This man is Reverend Dr. Martin Luther King Jr. Michael Luther King Jr. was born at noon Tuesday, January 15 th, 1929, at the King family household, 501 Auburn Avenue, Atlanta Georgia. Dr. Charles Johnson was the attending physician.

Michaels name was changed to Martin when he was about 6 years old. Martin Luther King Jr. was the first male child born in the King family & the second child born to Reverend Martin Luther King Sr. & Alberta Williams King. His paternal (related to father) grandparents were James Albert & Delia King who were sharecroppers for a farm in Stockbridge, Georgia.

His maternal (related to mother) grandparents were Reverend Adam Daniel Williams, who was the second pastor for Ebenezer Baptist, & Jenny Parks Williams. He married Coretta Scott younger daughter of Obadiah & Bernice McMurray Scott of Marion, Alabama on June 18 th, 1953. The four children Dr. King & Mrs. Scott had were Yolanda Denise (11 / 17 / 55) Martin Luther 3 rd (10 / 23 / 57 Montgomery, Alabama) Dexter Scott (1 / 30 / 61 Atlanta, Georgia) Bernice Albertine (3 / 28 / 63 Atlanta, Georgia). Reverend Dr.

Martin Luther King Jr. started his education at Yonge Street Elementary School in Atlanta, Georgia. Following Yonge School, he was enrolled into David T. Howard Elementary School. He also attended the Atlanta University Laboratory School and Booker T. Washington High School.

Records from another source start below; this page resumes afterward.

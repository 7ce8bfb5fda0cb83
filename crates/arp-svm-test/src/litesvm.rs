//! LiteSVM adapter for the [`SolanaConnection`] trait.

use arp_svm_resolve::{LookupTableState, SimulationOutcome, SolanaConnection};
use litesvm::LiteSVM;
use solana_sdk::{
    address_lookup_table::state::AddressLookupTable,
    clock::{Clock, Slot},
    commitment_config::CommitmentConfig,
    hash::Hash,
    native_token::LAMPORTS_PER_SOL,
    pubkey::Pubkey,
    signature::{Keypair, Signature, Signer},
    transaction::{TransactionError, VersionedTransaction},
};

/// Lamports airdropped to the payer by [`funded_svm`].
pub const PAYER_AIRDROP: u64 = 10 * LAMPORTS_PER_SOL;

/// Error type for the LiteSVM connection adapter.
#[derive(Debug, thiserror::Error)]
#[error("{message}")]
pub struct LiteSvmError {
    pub message: String,
    /// The transaction error, when the failure came from executing one.
    pub transaction_error: Option<TransactionError>,
}

impl LiteSvmError {
    fn new(message: impl Into<String>) -> Self {
        Self {
            message: message.into(),
            transaction_error: None,
        }
    }
}

/// Adapter that implements [`SolanaConnection`] for LiteSVM.
///
/// LiteSVM has a single bank, so every commitment level sees the same state.
pub struct LiteSvmConnection<'a>(pub &'a mut LiteSVM);

impl SolanaConnection for LiteSvmConnection<'_> {
    type Error = LiteSvmError;

    fn get_latest_blockhash(&self) -> Result<Hash, Self::Error> {
        Ok(self.0.latest_blockhash())
    }

    fn get_slot(&self) -> Result<Slot, Self::Error> {
        Ok(self.0.get_sysvar::<Clock>().slot)
    }

    fn simulate(&self, tx: &VersionedTransaction) -> Result<SimulationOutcome, Self::Error> {
        let outcome = match self.0.simulate_transaction(tx.clone()) {
            Ok(info) => SimulationOutcome {
                logs: Some(info.meta.logs),
                units_consumed: Some(info.meta.compute_units_consumed),
                err: None,
            },
            // A failed simulation is still an answer: the payload decoder
            // decides what the logs are worth.
            Err(failed) => SimulationOutcome {
                logs: Some(failed.meta.logs),
                units_consumed: Some(failed.meta.compute_units_consumed),
                err: Some(format!("{:?}", failed.err)),
            },
        };
        Ok(outcome)
    }

    fn send_and_confirm(&mut self, tx: &VersionedTransaction) -> Result<Signature, Self::Error> {
        self.0
            .send_transaction(tx.clone())
            .map(|_| tx.signatures[0])
            .map_err(|failed| LiteSvmError {
                message: format!("Transaction failed: {:?}", failed.err),
                transaction_error: Some(failed.err),
            })
    }

    fn get_address_lookup_table(
        &self,
        address: &Pubkey,
        _commitment: CommitmentConfig,
    ) -> Result<Option<LookupTableState>, Self::Error> {
        let Some(account) = self.0.get_account(address) else {
            return Ok(None);
        };
        let table = AddressLookupTable::deserialize(&account.data)
            .map_err(|e| LiteSvmError::new(format!("invalid lookup table {}: {}", address, e)))?;

        Ok(Some(LookupTableState {
            addresses: table.addresses.to_vec(),
            active: table.meta.deactivation_slot == Slot::MAX,
        }))
    }

    fn is_blockhash_expired(err: &Self::Error) -> bool {
        matches!(
            err.transaction_error,
            Some(TransactionError::BlockhashNotFound)
        )
    }
}

/// A fresh LiteSVM with signature verification off and `payer` funded with
/// [`PAYER_AIRDROP`] lamports.
///
/// Preflight simulations carry placeholder signatures, so they only run
/// with verification disabled.
pub fn funded_svm(payer: &Keypair) -> Result<LiteSVM, LiteSvmError> {
    let mut svm = LiteSVM::new().with_sigverify(false);
    svm.airdrop(&payer.pubkey(), PAYER_AIRDROP)
        .map_err(|failed| LiteSvmError {
            message: format!("airdrop failed: {:?}", failed.err),
            transaction_error: Some(failed.err),
        })?;
    Ok(svm)
}
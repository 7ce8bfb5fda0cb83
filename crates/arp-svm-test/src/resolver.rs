//! Convenience wrapper running the resolver against LiteSVM.
//!
//! # Example
//!
//! ```ignore
//! use arp_svm_test::{funded_svm, resolve_additional_accounts};
//!
//! let mut svm = funded_svm(&payer)?;
//! svm.add_program(my_program::ID, &program_bytes)?;
//!
//! let resolved = resolve_additional_accounts(&mut svm, &payer, &ix, "do_thing")
//!     .expect("resolution should succeed");
//! assert_eq!(resolved.rounds, 2);
//! ```

use litesvm::LiteSVM;
use solana_sdk::{instruction::Instruction, signature::Keypair};

use crate::litesvm::LiteSvmConnection;

pub use arp_svm_resolve::{ResolveError, ResolvedInstruction};

/// Resolve the remaining accounts of `ix` against the programs loaded in
/// `svm`, with verbose simulation logging and no lookup table.
pub fn resolve_additional_accounts(
    svm: &mut LiteSVM,
    payer: &Keypair,
    ix: &Instruction,
    instruction_name: &str,
) -> Result<ResolvedInstruction, ResolveError> {
    let mut conn = LiteSvmConnection(svm);
    arp_svm_resolve::resolve_additional_accounts(&mut conn, payer, ix, instruction_name, true, false)
}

Because of his high score on the college entrance examinations in his junior year of high school, he advanced to Morehouse College without formal graduation from Booker T. Washington. Having skipped both the ninth and twelfth grades, Dr. King entered Morehouse at the age of fifteen.

In 1948, he graduated from Morehouse College with a B. A. degree in Sociology. That fall, he enrolled in Crozer Theological Seminary in Chester, Pennsylvania. While attending Crozer, he also studied at the University of Pennsylvania. He was elected president of the senior class and delivered the valedictory address; he won the Pearl Player Award for the most outstanding student; and he received the J.

Lewis Crozer fellowship for graduate study at a university of his choice. He was awarded a Bachelor of Divinity degree from Crozer in 1951. In September of 1951, Martin Luther King began doctoral studies in Systematic Theology at Boston University. He also studied at Harvard University.

He got his Ph. D degree in Boston University in 1955. Dr. King was awarded honorary degrees from numerous colleges and universities in the United States and several foreign countries. In 1957, he was awarded Doctor of Human Letters at the College of Morehouse. He was awarded Doctor of Laws at the University of Harvard.

He was awarded Doctor of Divinity at the Chicago Theological Seminary. He had gotten many more awards at least several hundred awards in his lifetime. Reverend Dr. Martin Luther King Jr.

was inspired by the life & teachings of Mohandas Gandhi, October 2 nd 1869 January 30 th 1948, & he wrote this passage about him. "Gandhi was inevitable. If humanity is to progress, Gandhi is inescapable He lived, thought and acted inspired by the vision of humanity evolving toward a world of peace and harmony. We may ignore Gandhi at our own risk. " Reverend Dr. Martin Luther King Jr.

had a great voice & he had great speeches. He had many protests, boycotts & many other things to stop racial harassment. Martin Luther King Jr. responded to Rosa Parks arrest (she refused to give a front seat to a white passenger on a segregated bus).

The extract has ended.